**What is needed**
All of the data beneath this instruction is to be transcribed word for word.

Collected data

= = = = =

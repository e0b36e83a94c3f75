//! Per-provider call-rate governor
//!
//! Every remote inference call passes through [`RateGovernor::acquire`] first.
//! The governor never rejects a call, it only delays the caller:
//!
//! - counters reset once the provider's window has elapsed
//! - at the safety threshold (one below the hard cap) the caller sleeps until
//!   the window is over
//! - below it, calls are spaced by a delay that grows with the call count, so
//!   a parallel fan-out bursts quickly at first and slows as the budget drains.
//!   Tier boundaries are shares of the threshold and delays are fractions of
//!   `window / max_calls`, so a generous quota is barely paced at all
//!
//! Each provider has its own lock. Providers without a declared quota pass
//! straight through.

use crate::models::ModelProvider;
use lazy_static::lazy_static;
use std::collections::HashMap;
use std::sync::Arc;
use std::time::Duration;
use tokio::sync::Mutex;
use tokio::time::{sleep, Instant};
use tracing::{debug, info};

/// One step of the spacing schedule, scaled to the quota it belongs to.
#[derive(Debug, Clone, Copy, PartialEq, Eq)]
pub struct SpacingTier {
    /// Applies once the window holds this share (in percent) of the safety threshold.
    pub threshold_pct: u32,
    /// Gap between calls as a fraction of the even interval `window / max_calls`.
    pub interval_divisor: u32,
}

impl SpacingTier {
    pub const fn new(threshold_pct: u32, interval_divisor: u32) -> Self {
        Self {
            threshold_pct,
            interval_divisor,
        }
    }

    /// First call count this tier applies to, rounded up and never below 1.
    fn min_calls(&self, threshold: u32) -> u32 {
        let scaled = (u64::from(threshold) * u64::from(self.threshold_pct)).div_ceil(100);
        u32::try_from(scaled).unwrap_or(u32::MAX).max(1)
    }
}

const DEFAULT_SPACING: [SpacingTier; 3] = [
    SpacingTier::new(10, 12),
    SpacingTier::new(30, 3),
    SpacingTier::new(60, 1),
];

/// Call budget for one provider.
#[derive(Debug, Clone, PartialEq)]
pub struct QuotaPolicy {
    pub max_calls_per_window: u32,
    pub window: Duration,
    /// Calls kept in reserve below the hard cap.
    pub safety_margin: u32,
    /// Extra wait added after a full window reset.
    pub reset_buffer: Duration,
    /// Spacing tiers, ascending by threshold share.
    pub spacing: Vec<SpacingTier>,
}

impl QuotaPolicy {
    pub fn new(max_calls_per_window: u32, window: Duration) -> Self {
        Self {
            max_calls_per_window,
            window,
            safety_margin: 1,
            reset_buffer: Duration::from_secs(1),
            spacing: DEFAULT_SPACING.to_vec(),
        }
    }

    /// 10 requests per minute: spacing of 500 ms, 2 s, then 6 s.
    pub fn gemini_free_tier() -> Self {
        Self::new(10, Duration::from_secs(60))
    }

    pub fn with_spacing(mut self, spacing: Vec<SpacingTier>) -> Self {
        self.spacing = spacing;
        self
    }

    /// Even gap that would spread the full quota over one window.
    pub fn call_interval(&self) -> Duration {
        self.window / self.max_calls_per_window.max(1)
    }

    /// Call count at which the caller must wait for the window to reset.
    pub fn safety_threshold(&self) -> u32 {
        self.max_calls_per_window
            .saturating_sub(self.safety_margin)
            .max(1)
    }

    /// Minimum gap since the previous call, given how many calls the window has seen.
    pub fn spacing_for(&self, calls_in_window: u32) -> Duration {
        let threshold = self.safety_threshold();
        self.spacing
            .iter()
            .rev()
            .find(|tier| calls_in_window >= tier.min_calls(threshold))
            .map(|tier| self.call_interval() / tier.interval_divisor.max(1))
            .unwrap_or(Duration::ZERO)
    }
}

/// Live counters for one provider.
#[derive(Debug, Clone)]
pub struct ProviderQuota {
    pub provider: ModelProvider,
    pub window_start: Instant,
    pub calls: u32,
    pub window: Duration,
    pub max_calls: u32,
    pub last_call: Option<Instant>,
}

impl ProviderQuota {
    fn new(provider: ModelProvider, policy: &QuotaPolicy, now: Instant) -> Self {
        Self {
            provider,
            window_start: now,
            calls: 0,
            window: policy.window,
            max_calls: policy.max_calls_per_window,
            last_call: None,
        }
    }

    fn reset(&mut self, now: Instant) {
        self.calls = 0;
        self.window_start = now;
    }
}

struct QuotaSlot {
    policy: QuotaPolicy,
    // Created on the first call to the provider.
    quota: Mutex<Option<ProviderQuota>>,
}

pub struct RateGovernor {
    slots: HashMap<ModelProvider, QuotaSlot>,
}

lazy_static! {
    // Initialized on first use from the environment configuration; falls back
    // to the built-in quotas when configuration cannot be read.
    static ref GLOBAL_GOVERNOR: Arc<RateGovernor> = Arc::new(
        crate::config::OrchestratorConfig::from_env()
            .map(|config| RateGovernor::new(config.quotas))
            .unwrap_or_else(|_| RateGovernor::new(crate::config::default_quotas()))
    );
}

impl RateGovernor {
    pub fn new(quotas: HashMap<ModelProvider, QuotaPolicy>) -> Self {
        let slots = quotas
            .into_iter()
            .map(|(provider, policy)| {
                (
                    provider,
                    QuotaSlot {
                        policy,
                        quota: Mutex::new(None),
                    },
                )
            })
            .collect();

        Self { slots }
    }

    /// Governor with no quotas; every call passes through.
    pub fn unlimited() -> Self {
        Self::new(HashMap::new())
    }

    /// Process-wide governor shared by every run in this process.
    pub fn global() -> Arc<RateGovernor> {
        GLOBAL_GOVERNOR.clone()
    }

    /// Wait until a call to `provider` fits the budget, then record it.
    /// Returns how long the caller was held.
    pub async fn acquire(&self, provider: ModelProvider) -> Duration {
        let Some(slot) = self.slots.get(&provider) else {
            return Duration::ZERO;
        };
        let policy = &slot.policy;

        let mut guard = slot.quota.lock().await;
        let quota = guard.get_or_insert_with(|| ProviderQuota::new(provider, policy, Instant::now()));

        let now = Instant::now();
        if now.duration_since(quota.window_start) > quota.window {
            quota.reset(now);
        }

        let mut waited = Duration::ZERO;

        if quota.calls >= policy.safety_threshold() {
            let elapsed = now.duration_since(quota.window_start);
            if elapsed < quota.window {
                let wait = quota.window - elapsed + policy.reset_buffer;
                info!(
                    provider = %provider,
                    calls = quota.calls,
                    wait_ms = wait.as_millis() as u64,
                    "Rate limit reached, waiting for window reset"
                );
                sleep(wait).await;
                waited += wait;
            }
            quota.reset(Instant::now());
        }

        if quota.calls > 0 {
            let min_spacing = policy.spacing_for(quota.calls);
            if let Some(last_call) = quota.last_call {
                let since_last = Instant::now().duration_since(last_call);
                if since_last < min_spacing {
                    let wait = min_spacing - since_last;
                    debug!(
                        provider = %provider,
                        calls = quota.calls,
                        wait_ms = wait.as_millis() as u64,
                        "Spacing call"
                    );
                    sleep(wait).await;
                    waited += wait;
                }
            }
        }

        quota.calls += 1;
        quota.last_call = Some(Instant::now());

        waited
    }

    /// Current counters for a provider, if it has been called.
    pub async fn snapshot(&self, provider: ModelProvider) -> Option<ProviderQuota> {
        let slot = self.slots.get(&provider)?;
        slot.quota.lock().await.clone()
    }
}

impl Default for RateGovernor {
    fn default() -> Self {
        Self::new(crate::config::default_quotas())
    }
}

= = = = =

**Answer to this exercise**
repository e0b36e83a94c3f75
//! Per-provider call-rate governor
//!
//! Every remote inference call passes through [`RateGovernor::acquire`] first.
//! The governor never rejects a call, it only delays the caller:
//!
//! - counters reset once the provider's window has elapsed
//! - at the safety threshold (one below the hard cap) the caller sleeps until
//!   the window is over
//! - below it, calls are spaced by a delay that grows with the call count, so
//!   a parallel fan-out bursts quickly at first and slows as the budget drains.
//!   Tier boundaries are shares of the threshold and delays are fractions of
//!   `window / max_calls`, so a generous quota is barely paced at all
//!
//! Each provider has its own lock. Providers without a declared quota pass
//! straight through.

use crate::models::ModelProvider;
use lazy_static::lazy_static;
use std::collections::HashMap;
use std::sync::Arc;
use std::time::Duration;
use tokio::sync::Mutex;
use tokio::time::{sleep, Instant};
use tracing::{debug, info};

/// One step of the spacing schedule, scaled to the quota it belongs to.
#[derive(Debug, Clone, Copy, PartialEq, Eq)]
pub struct SpacingTier {
    /// Applies once the window holds this share (in percent) of the safety threshold.
    pub threshold_pct: u32,
    /// Gap between calls as a fraction of the even interval `window / max_calls`.
    pub interval_divisor: u32,
}

impl SpacingTier {
    pub const fn new(threshold_pct: u32, interval_divisor: u32) -> Self {
        Self {
            threshold_pct,
            interval_divisor,
        }
    }

    /// First call count this tier applies to, rounded up and never below 1.
    fn min_calls(&self, threshold: u32) -> u32 {
        let scaled = (u64::from(threshold) * u64::from(self.threshold_pct)).div_ceil(100);
        u32::try_from(scaled).unwrap_or(u32::MAX).max(1)
    }
}

const DEFAULT_SPACING: [SpacingTier; 3] = [
    SpacingTier::new(10, 12),
    SpacingTier::new(30, 3),
    SpacingTier::new(60, 1),
];

/// Call budget for one provider.
#[derive(Debug, Clone, PartialEq)]
pub struct QuotaPolicy {
    pub max_calls_per_window: u32,
    pub window: Duration,
    /// Calls kept in reserve below the hard cap.
    pub safety_margin: u32,
    /// Extra wait added after a full window reset.
    pub reset_buffer: Duration,
    /// Spacing tiers, ascending by threshold share.
    pub spacing: Vec<SpacingTier>,
}

impl QuotaPolicy {
    pub fn new(max_calls_per_window: u32, window: Duration) -> Self {
        Self {
            max_calls_per_window,
            window,
            safety_margin: 1,
            reset_buffer: Duration::from_secs(1),
            spacing: DEFAULT_SPACING.to_vec(),
        }
    }

    /// 10 requests per minute: spacing of 500 ms, 2 s, then 6 s.
    pub fn gemini_free_tier() -> Self {
        Self::new(10, Duration::from_secs(60))
    }

    pub fn with_spacing(mut self, spacing: Vec<SpacingTier>) -> Self {
        self.spacing = spacing;
        self
    }

    /// Even gap that would spread the full quota over one window.
    pub fn call_interval(&self) -> Duration {
        self.window / self.max_calls_per_window.max(1)
    }

    /// Call count at which the caller must wait for the window to reset.
    pub fn safety_threshold(&self) -> u32 {
        self.max_calls_per_window
            .saturating_sub(self.safety_margin)
            .max(1)
    }

    /// Minimum gap since the previous call, given how many calls the window has seen.
    pub fn spacing_for(&self, calls_in_window: u32) -> Duration {
        let threshold = self.safety_threshold();
        self.spacing
            .iter()
            .rev()
            .find(|tier| calls_in_window >= tier.min_calls(threshold))
            .map(|tier| self.call_interval() / tier.interval_divisor.max(1))
            .unwrap_or(Duration::ZERO)
    }
}

/// Live counters for one provider.
#[derive(Debug, Clone)]
pub struct ProviderQuota {
    pub provider: ModelProvider,
    pub window_start: Instant,
    pub calls: u32,
    pub window: Duration,
    pub max_calls: u32,
    pub last_call: Option<Instant>,
}

impl ProviderQuota {
    fn new(provider: ModelProvider, policy: &QuotaPolicy, now: Instant) -> Self {
        Self {
            provider,
            window_start: now,
            calls: 0,
            window: policy.window,
            max_calls: policy.max_calls_per_window,
            last_call: None,
        }
    }

    fn reset(&mut self, now: Instant) {
        self.calls = 0;
        self.window_start = now;
    }
}

struct QuotaSlot {
    policy: QuotaPolicy,
    // Created on the first call to the provider.
    quota: Mutex<Option<ProviderQuota>>,
}

pub struct RateGovernor {
    slots: HashMap<ModelProvider, QuotaSlot>,
}

lazy_static! {
    // Initialized on first use from the environment configuration; falls back
    // to the built-in quotas when configuration cannot be read.
    static ref GLOBAL_GOVERNOR: Arc<RateGovernor> = Arc::new(
        crate::config::OrchestratorConfig::from_env()
            .map(|config| RateGovernor::new(config.quotas))
            .unwrap_or_else(|_| RateGovernor::new(crate::config::default_quotas()))
    );
}

impl RateGovernor {
    pub fn new(quotas: HashMap<ModelProvider, QuotaPolicy>) -> Self {
        let slots = quotas
            .into_iter()
            .map(|(provider, policy)| {
                (
                    provider,
                    QuotaSlot {
                        policy,
                        quota: Mutex::new(None),
                    },
                )
            })
            .collect();

        Self { slots }
    }

    /// Governor with no quotas; every call passes through.
    pub fn unlimited() -> Self {
        Self::new(HashMap::new())
    }

    /// Process-wide governor shared by every run in this process.
    pub fn global() -> Arc<RateGovernor> {
        GLOBAL_GOVERNOR.clone()
    }

    /// Wait until a call to `provider` fits the budget, then record it.
    /// Returns how long the caller was held.
    pub async fn acquire(&self, provider: ModelProvider) -> Duration {
        let Some(slot) = self.slots.get(&provider) else {
            return Duration::ZERO;
        };
        let policy = &slot.policy;

        let mut guard = slot.quota.lock().await;
        let quota = guard.get_or_insert_with(|| ProviderQuota::new(provider, policy, Instant::now()));

        let now = Instant::now();
        if now.duration_since(quota.window_start) > quota.window {
            quota.reset(now);
        }

        let mut waited = Duration::ZERO;

        if quota.calls >= policy.safety_threshold() {
            let elapsed = now.duration_since(quota.window_start);
            if elapsed < quota.window {
                let wait = quota.window - elapsed + policy.reset_buffer;
                info!(
                    provider = %provider,
                    calls = quota.calls,
                    wait_ms = wait.as_millis() as u64,
                    "Rate limit reached, waiting for window reset"
                );
                sleep(wait).await;
                waited += wait;
            }
            quota.reset(Instant::now());
        }

        if quota.calls > 0 {
            let min_spacing = policy.spacing_for(quota.calls);
            if let Some(last_call) = quota.last_call {
                let since_last = Instant::now().duration_since(last_call);
                if since_last < min_spacing {
                    let wait = min_spacing - since_last;
                    debug!(
                        provider = %provider,
                        calls = quota.calls,
                        wait_ms = wait.as_millis() as u64,
                        "Spacing call"
                    );
                    sleep(wait).await;
                    waited += wait;
                }
            }
        }

        quota.calls += 1;
        quota.last_call = Some(Instant::now());

        waited
    }

    /// Current counters for a provider, if it has been called.
    pub async fn snapshot(&self, provider: ModelProvider) -> Option<ProviderQuota> {
        let slot = self.slots.get(&provider)?;
        slot.quota.lock().await.clone()
    }
}

impl Default for RateGovernor {
    fn default() -> Self {
        Self::new(crate::config::default_quotas())
    }
}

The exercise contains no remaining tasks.